Data excerpts:
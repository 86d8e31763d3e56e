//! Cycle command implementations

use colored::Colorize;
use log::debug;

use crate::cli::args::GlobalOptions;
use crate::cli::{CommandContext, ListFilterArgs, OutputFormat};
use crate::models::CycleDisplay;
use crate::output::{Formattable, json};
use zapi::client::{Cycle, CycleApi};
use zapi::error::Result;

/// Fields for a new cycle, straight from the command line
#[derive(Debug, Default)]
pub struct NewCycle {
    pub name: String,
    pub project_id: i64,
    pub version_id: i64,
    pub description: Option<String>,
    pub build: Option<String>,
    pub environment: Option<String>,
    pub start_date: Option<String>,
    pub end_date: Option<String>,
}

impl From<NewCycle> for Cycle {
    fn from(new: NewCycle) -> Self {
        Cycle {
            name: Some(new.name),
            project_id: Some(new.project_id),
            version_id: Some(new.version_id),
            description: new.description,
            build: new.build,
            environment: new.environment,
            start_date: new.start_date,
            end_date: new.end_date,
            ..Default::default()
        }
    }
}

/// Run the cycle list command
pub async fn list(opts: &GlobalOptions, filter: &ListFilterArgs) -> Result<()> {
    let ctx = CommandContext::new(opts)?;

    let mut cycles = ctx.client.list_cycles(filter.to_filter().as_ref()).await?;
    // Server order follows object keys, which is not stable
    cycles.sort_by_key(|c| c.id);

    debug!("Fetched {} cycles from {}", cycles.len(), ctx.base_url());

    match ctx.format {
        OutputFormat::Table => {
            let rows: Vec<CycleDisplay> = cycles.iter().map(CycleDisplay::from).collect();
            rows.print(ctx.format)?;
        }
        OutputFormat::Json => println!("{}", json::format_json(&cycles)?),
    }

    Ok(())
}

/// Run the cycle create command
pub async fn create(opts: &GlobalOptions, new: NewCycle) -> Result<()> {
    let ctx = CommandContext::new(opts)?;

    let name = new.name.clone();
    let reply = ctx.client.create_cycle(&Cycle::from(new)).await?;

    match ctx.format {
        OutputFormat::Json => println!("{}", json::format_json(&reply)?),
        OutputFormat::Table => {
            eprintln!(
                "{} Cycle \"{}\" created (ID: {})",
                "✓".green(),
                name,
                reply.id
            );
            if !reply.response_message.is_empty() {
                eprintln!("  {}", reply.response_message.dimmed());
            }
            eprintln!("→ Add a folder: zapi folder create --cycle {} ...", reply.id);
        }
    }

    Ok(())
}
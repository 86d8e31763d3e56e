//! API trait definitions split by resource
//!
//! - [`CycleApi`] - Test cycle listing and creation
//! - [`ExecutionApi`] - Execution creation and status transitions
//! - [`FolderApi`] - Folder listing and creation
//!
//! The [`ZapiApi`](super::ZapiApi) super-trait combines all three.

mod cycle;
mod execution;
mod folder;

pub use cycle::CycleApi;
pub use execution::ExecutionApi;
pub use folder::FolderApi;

Task directions: Please copy out each entry exactly as it appears above.

Answer to this exercise:
repository 86d8e31763d3e56e
//! Cycle command implementations

use colored::Colorize;
use log::debug;

use crate::cli::args::GlobalOptions;
use crate::cli::{CommandContext, ListFilterArgs, OutputFormat};
use crate::models::CycleDisplay;
use crate::output::{Formattable, json};
use zapi::client::{Cycle, CycleApi};
use zapi::error::Result;

/// Fields for a new cycle, straight from the command line
#[derive(Debug, Default)]
pub struct NewCycle {
    pub name: String,
    pub project_id: i64,
    pub version_id: i64,
    pub description: Option<String>,
    pub build: Option<String>,
    pub environment: Option<String>,
    pub start_date: Option<String>,
    pub end_date: Option<String>,
}

impl From<NewCycle> for Cycle {
    fn from(new: NewCycle) -> Self {
        Cycle {
            name: Some(new.name),
            project_id: Some(new.project_id),
            version_id: Some(new.version_id),
            description: new.description,
            build: new.build,
            environment: new.environment,
            start_date: new.start_date,
            end_date: new.end_date,
            ..Default::default()
        }
    }
}

/// Run the cycle list command
pub async fn list(opts: &GlobalOptions, filter: &ListFilterArgs) -> Result<()> {
    let ctx = CommandContext::new(opts)?;

    let mut cycles = ctx.client.list_cycles(filter.to_filter().as_ref()).await?;
    // Server order follows object keys, which is not stable
    cycles.sort_by_key(|c| c.id);

    debug!("Fetched {} cycles from {}", cycles.len(), ctx.base_url());

    match ctx.format {
        OutputFormat::Table => {
            let rows: Vec<CycleDisplay> = cycles.iter().map(CycleDisplay::from).collect();
            rows.print(ctx.format)?;
        }
        OutputFormat::Json => println!("{}", json::format_json(&cycles)?),
    }

    Ok(())
}

/// Run the cycle create command
pub async fn create(opts: &GlobalOptions, new: NewCycle) -> Result<()> {
    let ctx = CommandContext::new(opts)?;

    let name = new.name.clone();
    let reply = ctx.client.create_cycle(&Cycle::from(new)).await?;

    match ctx.format {
        OutputFormat::Json => println!("{}", json::format_json(&reply)?),
        OutputFormat::Table => {
            eprintln!(
                "{} Cycle \"{}\" created (ID: {})",
                "✓".green(),
                name,
                reply.id
            );
            if !reply.response_message.is_empty() {
                eprintln!("  {}", reply.response_message.dimmed());
            }
            eprintln!("→ Add a folder: zapi folder create --cycle {} ...", reply.id);
        }
    }

    Ok(())
}
repository 86d8e31763d3e56e
//! API trait definitions split by resource
//!
//! - [`CycleApi`] - Test cycle listing and creation
//! - [`ExecutionApi`] - Execution creation and status transitions
//! - [`FolderApi`] - Folder listing and creation
//!
//! The [`ZapiApi`](super::ZapiApi) super-trait combines all three.

mod cycle;
mod execution;
mod folder;

pub use cycle::CycleApi;
pub use execution::ExecutionApi;
pub use folder::FolderApi;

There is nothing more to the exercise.